*** Begin section ***

//! HTTP boundary: `POST /api/transform` in front of a shared [`Restyler`].
//!
//! The handler reads the raw body itself instead of using `Json<T>` so that
//! a missing or non-string `imageBase64`, a malformed body and an oversized
//! body are all answered with our own `{ "error": … }` envelope rather than
//! axum's plain-text rejection.

use crate::error::RestyleError;
use crate::output::ErrorResponse;
use crate::transform::Restyler;
use axum::{
    body::Bytes,
    extract::{rejection::BytesRejection, DefaultBodyLimit, State},
    http::StatusCode,
    response::{IntoResponse, Response},
    routing::{get, post},
    Json, Router,
};
use serde_json::Value;
use std::net::SocketAddr;
use std::sync::Arc;
use tower_http::trace::TraceLayer;
use tracing::{error, info, warn};

/// Default request body limit: 20 MiB of base64.
pub const DEFAULT_BODY_LIMIT: usize = 20 * 1024 * 1024;

/// Shared handler state.
pub type AppState = Arc<Restyler>;

/// Build the application router.
pub fn router(restyler: AppState, body_limit: usize) -> Router {
    Router::new()
        .route("/api/transform", post(transform))
        .route("/health", get(health))
        .layer(DefaultBodyLimit::max(body_limit))
        .layer(TraceLayer::new_for_http())
        .with_state(restyler)
}

/// Bind `addr` and serve `app` until Ctrl-C.
pub async fn serve(addr: SocketAddr, app: Router) -> std::io::Result<()> {
    let listener = tokio::net::TcpListener::bind(addr).await?;
    info!("Listening on http://{}", listener.local_addr()?);
    axum::serve(listener, app)
        .with_graceful_shutdown(shutdown_signal())
        .await
}

async fn shutdown_signal() {
    if let Err(e) = tokio::signal::ctrl_c().await {
        warn!("Could not install Ctrl-C handler: {}", e);
        std::future::pending::<()>().await;
    }
    info!("Shutdown requested");
}

async fn health() -> Json<Value> {
    Json(serde_json::json!({ "status": "ok" }))
}

async fn transform(
    State(restyler): State<AppState>,
    body: Result<Bytes, BytesRejection>,
) -> Response {
    let body = match body {
        Ok(b) => b,
        Err(rejection) => {
            warn!("Rejected transform request body: {}", rejection.body_text());
            return RestyleError::BodyRejected {
                status: rejection.status().as_u16(),
                message: rejection.body_text(),
            }
            .into_response();
        }
    };

    let value: Value = match serde_json::from_slice(&body) {
        Ok(v) => v,
        Err(e) => {
            warn!("Rejected transform request with invalid JSON: {}", e);
            return RestyleError::Validation(format!("Request body is not valid JSON: {e}"))
                .into_response();
        }
    };

    match restyler.run_json(&value).await {
        Ok(result) => (StatusCode::OK, Json(result)).into_response(),
        Err(e) => e.into_response(),
    }
}

impl IntoResponse for RestyleError {
    fn into_response(self) -> Response {
        let status = self.status_code();
        if self.is_upstream() {
            warn!("Transform failed upstream, answering {}: {}", status, self);
        } else if status.is_server_error() {
            error!("Transform failed with {}: {}", status, self);
        }
        (
            status,
            Json(ErrorResponse {
                error: self.to_string(),
            }),
        )
            .into_response()
    }
}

*** End section ***

◆ Assigned task
Work out how many lines of the material above contain "async", then write that number alone.

◆ Response
4